• Exercise directions
Once the line with "let (start, rest)" is found in the entries below, repeat that line and every one after it exactly, ending at the last.

• Supplied material
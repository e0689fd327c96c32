use super::error::SummaryError;

/// Built-in summarization prompt
pub const DEFAULT_PROMPT: &str = "You are a helpful assistant. Your only task is to summarize this transcript fragment for me. Be concise and formal. Start with an executive summary (150 words maximum), followed by a presentation of key information found in the transcript. Extract key information, such as events, activities, places, names or other key data (financial, social, scientific or otherwise) that can help me understand what that fragment is about. Present the data points in bulletpoint format and refer to the specific speaker as well as the occurrence time when it was mentioned and who said it. Complete this task based on the fragment (from {start_time} to {end_time}).";

#[derive(Debug, Clone, PartialEq, Eq)]
enum Segment {
    Literal(String),
    StartTime,
    EndTime,
}

/// Prompt with `{start_time}` / `{end_time}` placeholders
///
/// `{{` and `}}` render as literal braces. Any other placeholder is rejected
/// at parse time.
#[derive(Debug, Clone, PartialEq, Eq)]
pub struct PromptTemplate {
    segments: Vec<Segment>,
}

impl PromptTemplate {
    pub fn parse(template: &str) -> Result<Self, SummaryError> {
        let mut segments = Vec::new();
        let mut literal = String::new();
        let mut chars = template.chars().peekable();

        while let Some(c) = chars.next() {
            match c {
                '{' if chars.peek() == Some(&'{') => {
                    chars.next();
                    literal.push('{');
                }
                '}' if chars.peek() == Some(&'}') => {
                    chars.next();
                    literal.push('}');
                }
                '{' => {
                    let mut name = String::new();
                    loop {
                        match chars.next() {
                            Some('}') => break,
                            Some('{') | None => {
                                return Err(SummaryError::InvalidPrompt(
                                    "unbalanced '{' in template".to_string(),
                                ))
                            }
                            Some(c) => name.push(c),
                        }
                    }

                    let placeholder = match name.as_str() {
                        "start_time" => Segment::StartTime,
                        "end_time" => Segment::EndTime,
                        other => {
                            return Err(SummaryError::InvalidPrompt(format!(
                                "unknown placeholder {{{}}}; only {{start_time}} and {{end_time}} are supported",
                                other
                            )))
                        }
                    };
                    if !literal.is_empty() {
                        segments.push(Segment::Literal(std::mem::take(&mut literal)));
                    }
                    segments.push(placeholder);
                }
                '}' => {
                    return Err(SummaryError::InvalidPrompt(
                        "single '}' in template".to_string(),
                    ))
                }
                c => literal.push(c),
            }
        }

        if !literal.is_empty() {
            segments.push(Segment::Literal(literal));
        }

        Ok(Self { segments })
    }

    pub fn render(&self, start_time: &str, end_time: &str) -> String {
        self.segments
            .iter()
            .map(|segment| match segment {
                Segment::Literal(text) => text.as_str(),
                Segment::StartTime => start_time,
                Segment::EndTime => end_time,
            })
            .collect()
    }
}
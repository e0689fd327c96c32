use serde::Serialize;
use std::time::Duration;
use tracing::{debug, info};

use super::backend::{GenerationBackend, GenerationRequest};
use super::error::GenerationError;

/// Ollama-compatible HTTP client (`/generate`, `/tags`)
pub struct OllamaClient {
    http: reqwest::Client,
    base_url: String,
}

#[derive(Debug, Serialize)]
struct GeneratePayload<'a> {
    model: &'a str,
    prompt: &'a str,
    stream: bool,
}

impl OllamaClient {
    /// Create a client for `base_url` (e.g. http://localhost:11434/api)
    pub fn new(base_url: &str, timeout: Duration) -> Result<Self, GenerationError> {
        let http = reqwest::Client::builder().timeout(timeout).build()?;

        info!("Generation backend: {}", base_url);

        Ok(Self {
            http,
            base_url: base_url.trim().trim_end_matches('/').to_string(),
        })
    }

    async fn read_json(response: reqwest::Response) -> Result<serde_json::Value, GenerationError> {
        if !response.status().is_success() {
            let status = response.status().as_u16();
            let body = response.text().await.unwrap_or_default();
            return Err(GenerationError::Status { status, body });
        }

        let bytes = response.bytes().await?;
        Ok(serde_json::from_slice(&bytes)?)
    }
}

#[async_trait::async_trait]
impl GenerationBackend for OllamaClient {
    async fn generate(&self, request: &GenerationRequest) -> Result<String, GenerationError> {
        let url = format!("{}/generate", self.base_url);
        let payload = GeneratePayload {
            model: &request.model,
            prompt: &request.prompt,
            stream: false,
        };

        debug!("Prompt sent to {} ({}): {}", url, request.model, request.prompt);

        let response = self.http.post(&url).json(&payload).send().await?;
        let json = Self::read_json(response).await?;

        let text = json
            .get("response")
            .and_then(|v| v.as_str())
            .ok_or_else(|| {
                GenerationError::MalformedResponse("missing \"response\" field".to_string())
            })?
            .to_string();

        debug!("Response from {}: {}", url, text);

        Ok(text)
    }

    async fn list_models(&self) -> Result<Vec<serde_json::Value>, GenerationError> {
        let url = format!("{}/tags", self.base_url);

        let response = self.http.get(&url).send().await?;
        let json = Self::read_json(response).await?;

        json.get("models")
            .and_then(|v| v.as_array())
            .cloned()
            .ok_or_else(|| {
                GenerationError::MalformedResponse("expected { models: [...] }".to_string())
            })
    }
}
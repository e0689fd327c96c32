use std::time::Duration;
use tracing::{debug, info, warn};

use super::timecode::{self, Timestamp, TimestampParseError};

/// Chunk configuration
#[derive(Debug, Clone)]
pub struct ChunkConfig {
    /// Width of each time window (default: 5 minutes)
    pub chunk_duration: Duration,
}

impl Default for ChunkConfig {
    fn default() -> Self {
        Self {
            chunk_duration: Duration::from_secs(300), // 5 minutes
        }
    }
}

/// A contiguous time window of caption text
#[derive(Debug, Clone, PartialEq, Eq)]
pub struct Chunk {
    /// Start of the first cue absorbed by this chunk
    pub start: Timestamp,
    /// End of the last cue absorbed by this chunk
    pub end: Timestamp,
    /// Caption lines in source order, newline-joined
    pub text: String,
}

/// Ordered chunks covering a whole transcript
#[derive(Debug, Clone, Default, PartialEq, Eq)]
pub struct TranscriptDocument {
    pub chunks: Vec<Chunk>,
}

impl TranscriptDocument {
    pub fn len(&self) -> usize {
        self.chunks.len()
    }

    pub fn is_empty(&self) -> bool {
        self.chunks.is_empty()
    }

    pub fn iter(&self) -> std::slice::Iter<'_, Chunk> {
        self.chunks.iter()
    }
}

/// Splits a caption transcript into fixed-duration windows
///
/// Lines are fed in order; a timing line (`start --> end`) that starts at
/// least one window after the current chunk's start closes that chunk.
pub struct Chunker {
    config: ChunkConfig,
    chunks: Vec<Chunk>,
    chunk_start: Option<Timestamp>,
    chunk_end: Option<Timestamp>,
    lines: Vec<String>,
    seen_timing_line: bool,
    skipped_cues: usize,
}

impl Chunker {
    pub fn new(config: ChunkConfig) -> Self {
        Self {
            config,
            chunks: Vec::new(),
            chunk_start: None,
            chunk_end: None,
            lines: Vec::new(),
            seen_timing_line: false,
            skipped_cues: 0,
        }
    }

    /// Chunk a complete transcript
    pub fn chunk(config: ChunkConfig, transcript: &str) -> TranscriptDocument {
        let mut chunker = Self::new(config);
        for line in transcript.lines() {
            chunker.push_line(line);
        }
        chunker.finish()
    }

    /// Feed a single transcript line
    pub fn push_line(&mut self, line: &str) {
        if line.contains("-->") {
            self.seen_timing_line = true;
            match parse_timing_line(line) {
                Ok((start, end)) => self.absorb_cue(start, end),
                Err(e) => {
                    warn!("Skipping cue timing line {:?}: {}", line, e);
                    self.skipped_cues += 1;
                }
            }
            return;
        }

        let text = line.trim();
        if text.is_empty() || text.bytes().all(|b| b.is_ascii_digit()) {
            return;
        }

        // Header lines before any cue belong to no chunk
        if !self.seen_timing_line {
            debug!("Ignoring line outside any cue: {:?}", text);
            return;
        }

        self.lines.push(text.to_string());
    }

    /// Close the final chunk and return the document
    pub fn finish(mut self) -> TranscriptDocument {
        self.close_chunk();

        info!(
            "Chunking complete: {} chunks ({} cue lines skipped)",
            self.chunks.len(),
            self.skipped_cues
        );

        TranscriptDocument {
            chunks: self.chunks,
        }
    }

    fn absorb_cue(&mut self, start: Timestamp, end: Timestamp) {
        let chunk_start = *self.chunk_start.get_or_insert(start);

        if self.should_start_new_chunk(chunk_start, start) {
            self.close_chunk();
            self.chunk_start = Some(start);
        }

        self.chunk_end = Some(end);
    }

    fn should_start_new_chunk(&self, chunk_start: Timestamp, cue_start: Timestamp) -> bool {
        cue_start >= chunk_start && cue_start.since(chunk_start) >= self.config.chunk_duration
    }

    fn close_chunk(&mut self) {
        if self.lines.is_empty() {
            return;
        }

        // Text whose cues never produced a valid timing line
        let Some(start) = self.chunk_start else {
            warn!("Dropping {} caption lines without a valid cue", self.lines.len());
            self.lines.clear();
            return;
        };

        let chunk = Chunk {
            start,
            end: self.chunk_end.unwrap_or_default(),
            text: self.lines.join("\n"),
        };
        debug!(
            "Chunk {} complete: {} - {} ({} lines)",
            self.chunks.len(),
            chunk.start,
            chunk.end,
            self.lines.len()
        );

        self.chunks.push(chunk);
        self.lines.clear();
    }
}

/// Split `start --> end [cue settings]` into its two timestamps
fn parse_timing_line(line: &str) -> Result<(Timestamp, Timestamp), TimestampParseError> {
    let (start, rest) = line.split_once("-->").unwrap_or((line, ""));
    let end = rest.split_whitespace().next().unwrap_or("");

    Ok((timecode::parse(start)?, timecode::parse(end)?))
}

• Reply
    let (start, rest) = line.split_once("-->").unwrap_or((line, ""));
    let end = rest.split_whitespace().next().unwrap_or("");

    Ok((timecode::parse(start)?, timecode::parse(end)?))
}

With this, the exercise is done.